Skarżący nie zgodził się z tym, co jego zdaniem stwierdził Sąd pierwszej instancji, że mimo samowoli budowlanej organ nadzoru budowlanego nie podejmie żadnych czynności i de facto oraz de iure zalegalizuje ją, jeżeli stwierdzi, że z technicznego punktu widzenia wykonane roboty budowlane są prawidłowe. W ocenie skarżącego taka interpretacja jest nietrafna, gdyż uprzywilejowuje osoby dopuszczające się samowoli budowlanej względem osób, które zgodnie z prawem przeszły procedurę uzyskiwania pozwolenia na budowę. Kłóci się ona z zasadą racjonalnego ustawodawcy, ze sprawiedliwością w zakresie przestrzegania prawa oraz logiką powstrzymywania przed samowolami budowlanymi. Zaznaczono przy tym, że wolą ustawodawcy, uchwalającego nowe Prawo budowlane było wyeliminowanie samowoli budowlanych m.in. poprzez brak możliwości legalizacji tych zrealizowanych w ogóle bez pozwolenia na budowę.
Skarżący wywodził też, że przepisy art. 50 ust. 1 pkt 1 i 2 w zw. z art. 51 ust. 1 pkt 1, 2 i 3 Prawa budowlanego można interpretować w ten sposób, że gdy roboty budowlane były wykonane bez wymaganego pozwolenia na budowę lub zgłoszenia organ administracji winien orzec ich rozbiórkę lub doprowadzenie do stanu poprzedniego, gdy były wykonane na podstawie pozwolenia na budowę, jednak w sposób mogący zagrażać bezpieczeństwu ludzi i mienia organ winien nakazać wykonanie określonych czynności w celu doprowadzenia do stanu zgodnego z prawem, a gdy były wykonane w oparciu o pozwolenie na budowę, jednak w sposób istotnie odbiegający od tego pozwolenia organ winien nałożyć obowiązek sporządzenia projektu zamiennego i ewentualnie nakazać inne czynności.
Ponadto, według skarżącego, przepisy te można interpretować w ten sposób, że w przypadku robót budowlanych wykonanych bez pozwolenia na budowę lub zgłoszenia organ administracji może alternatywnie zastosować albo nakaz rozbiórki lub doprowadzenia do stanu poprzedniego albo nakaz wykonania określonych czynności w celu doprowadzenia do stanu zgodnego z prawem.

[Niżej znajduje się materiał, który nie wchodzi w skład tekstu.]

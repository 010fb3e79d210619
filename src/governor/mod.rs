//! Per-service concurrency and rate governor.
//!
//! Every outbound call goes through [`ConcurrencyGovernor::execute`], which
//! applies, in order:
//!
//! 1. rate admission against the service's minute and hour windows (waits, never rejects)
//! 2. a concurrency slot from the service's semaphore
//! 3. the unit of work, retried with exponential backoff on transient errors
//! 4. stats recording
//!
//! ```rust,no_run
//! use ai_gate_rust::governor::{ConcurrencyGovernor, ServiceLimits};
//!
//! # async fn demo() -> ai_gate_rust::Result<()> {
//! let governor = ConcurrencyGovernor::builder()
//!     .service("openai", ServiceLimits::openai())
//!     .build()?;
//!
//! let reply = governor
//!     .execute("openai", || async { Ok::<_, ai_gate_rust::Error>("hi".to_string()) })
//!     .await?;
//! println!("{} ({:?})", reply, governor.stats("openai"));
//! # Ok(())
//! # }
//! ```

pub mod builder;
pub mod core;
mod execution;
pub mod limits;
pub mod signals;
pub mod stats;
pub mod types;

pub use builder::GovernorBuilder;
pub use core::ConcurrencyGovernor;
pub use limits::ServiceLimits;
pub use signals::{InflightSnapshot, SignalsSnapshot};
pub use stats::StatsSnapshot;
pub use types::{CallStats, CancelHandle};

use crate::config::AdmissionConfig;
use tracing::warn;

static GLOBAL_GOVERNOR: once_cell::sync::Lazy<ConcurrencyGovernor> =
    once_cell::sync::Lazy::new(|| {
        let config = AdmissionConfig::load();
        GovernorBuilder::from_config(&config)
            .build()
            .unwrap_or_else(|e| {
                warn!(error = %e, "invalid governor configuration, using built-in limits");
                GovernorBuilder::from_config(&AdmissionConfig::default())
                    .build()
                    .unwrap_or_default()
            })
    });

/// Process-wide governor configured from the environment on first use.
pub fn global() -> &'static ConcurrencyGovernor {
    &GLOBAL_GOVERNOR
}

#[cfg(test)]
mod tests {
    use super::*;

    #[tokio::test]
    async fn test_global_is_shared() {
        let a = global() as *const ConcurrencyGovernor;
        let b = global() as *const ConcurrencyGovernor;
        assert_eq!(a, b);

        global()
            .execute("global-probe", || async { Ok::<_, crate::Error>(()) })
            .await
            .unwrap();
        assert!(global().stats("global-probe").success_count >= 1);
    }
}
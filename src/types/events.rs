//! Streaming events produced by generative upstreams

use crate::pipeline::breaker::TripReason;
use serde::{Deserialize, Serialize};

/// Unified streaming event enum
#[derive(Debug, Clone, PartialEq, Serialize, Deserialize)]
#[serde(tag = "event_type")]
pub enum StreamingEvent {
    /// Partial content delta (text streaming)
    #[serde(rename = "PartialContentDelta")]
    PartialContentDelta {
        content: String,
        #[serde(skip_serializing_if = "Option::is_none")]
        sequence_id: Option<u64>,
    },

    /// Thinking delta (reasoning process)
    #[serde(rename = "ThinkingDelta")]
    ThinkingDelta { thinking: String },

    /// Tool call started
    #[serde(rename = "ToolCallStarted")]
    ToolCallStarted {
        tool_call_id: String,
        tool_name: String,
    },

    /// Partial tool call (arguments streaming)
    #[serde(rename = "PartialToolCall")]
    PartialToolCall {
        tool_call_id: String,
        arguments: String,
    },

    #[serde(rename = "ToolCallEnded")]
    ToolCallEnded { tool_call_id: String },

    /// Metadata (usage, finish reason, etc.)
    #[serde(rename = "Metadata")]
    Metadata {
        #[serde(skip_serializing_if = "Option::is_none")]
        usage: Option<serde_json::Value>,
        #[serde(skip_serializing_if = "Option::is_none")]
        finish_reason: Option<String>,
    },

    /// Stream end
    #[serde(rename = "StreamEnd")]
    StreamEnd {
        #[serde(skip_serializing_if = "Option::is_none")]
        finish_reason: Option<String>,
    },

    /// Terminal event substituted by the stream circuit breaker.
    #[serde(rename = "CircuitTripped")]
    CircuitTripped { reason: TripReason, notice: String },
}

impl StreamingEvent {
    pub fn text(content: impl Into<String>) -> Self {
        Self::PartialContentDelta {
            content: content.into(),
            sequence_id: None,
        }
    }

    /// User-visible text carried by this event.
    pub fn content(&self) -> Option<&str> {
        match self {
            Self::PartialContentDelta { content, .. } => Some(content),
            _ => None,
        }
    }

    pub fn is_trip(&self) -> bool {
        matches!(self, Self::CircuitTripped { .. })
    }
}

Jednakże w żadnym przypadku, jak wskazano, nie można przyjąć sposobu wykładni zaprezentowanej przez Sąd pierwszej instancji, gdyż w przypadku samowoli budowlanej polegającej na braku pozwolenia na budowę organ administracji winien nakazać inwestorowi wykonanie określonych czynności w celu doprowadzenia samowoli do stanu zgodnego z prawem. Przy czym wyjaśniono, że to doprowadzenie do stanu zgodnego z prawem powinno polegać na wykonaniu przez inwestora wszelkich czynności, jakie są niezbędne w sytuacji gdyby roboty budowlane były wykonane w oparciu o pozwolenie na budowę lub też w oparciu o zgłoszenie. Tak więc – jak wywiedziono - inwestor winien np. sporządzić odpowiedni projekt budowlany, inwentaryzację i uzyskać uzgodnienia lub opinie. Następnie, po wykonaniu tych czynności organ powinien stwierdzić czy konieczne jest nałożenie w trybie art. 51 ust. 1 pkt 2 Prawa budowlanego określonych czynności, czy też nie i postępowanie umorzyć. Jeżeli zaś nałożyłby określone obowiązki, to powinien – zgodnie z art. 51 ust. 3 Prawa budowlanego - stwierdzić wykonanie tych obowiązków albo nakazać rozbiórkę lub doprowadzenie obiektu do stanu poprzedniego. Podkreślono, że stan inwestycji zgodny z prawem to stan nie tylko prawidłowy technicznie, ale również dokumentacyjnie, pożarowo, sanitarnie, itp. Zaznaczono też, że przedłożenie dokumentacji, opinii i uzgodnień przez inwestora nie jest nałożeniem obowiązków w trybie art. 51 ust. 1 pkt 2 Prawa budowlanego, lecz jest jedynie materiałem dowodowym w sprawie, umożliwiającym organom nadzoru budowlanego stwierdzenie czy należy jakieś obowiązki w trybie tego przepisu nałożyć na inwestora, czy też nie.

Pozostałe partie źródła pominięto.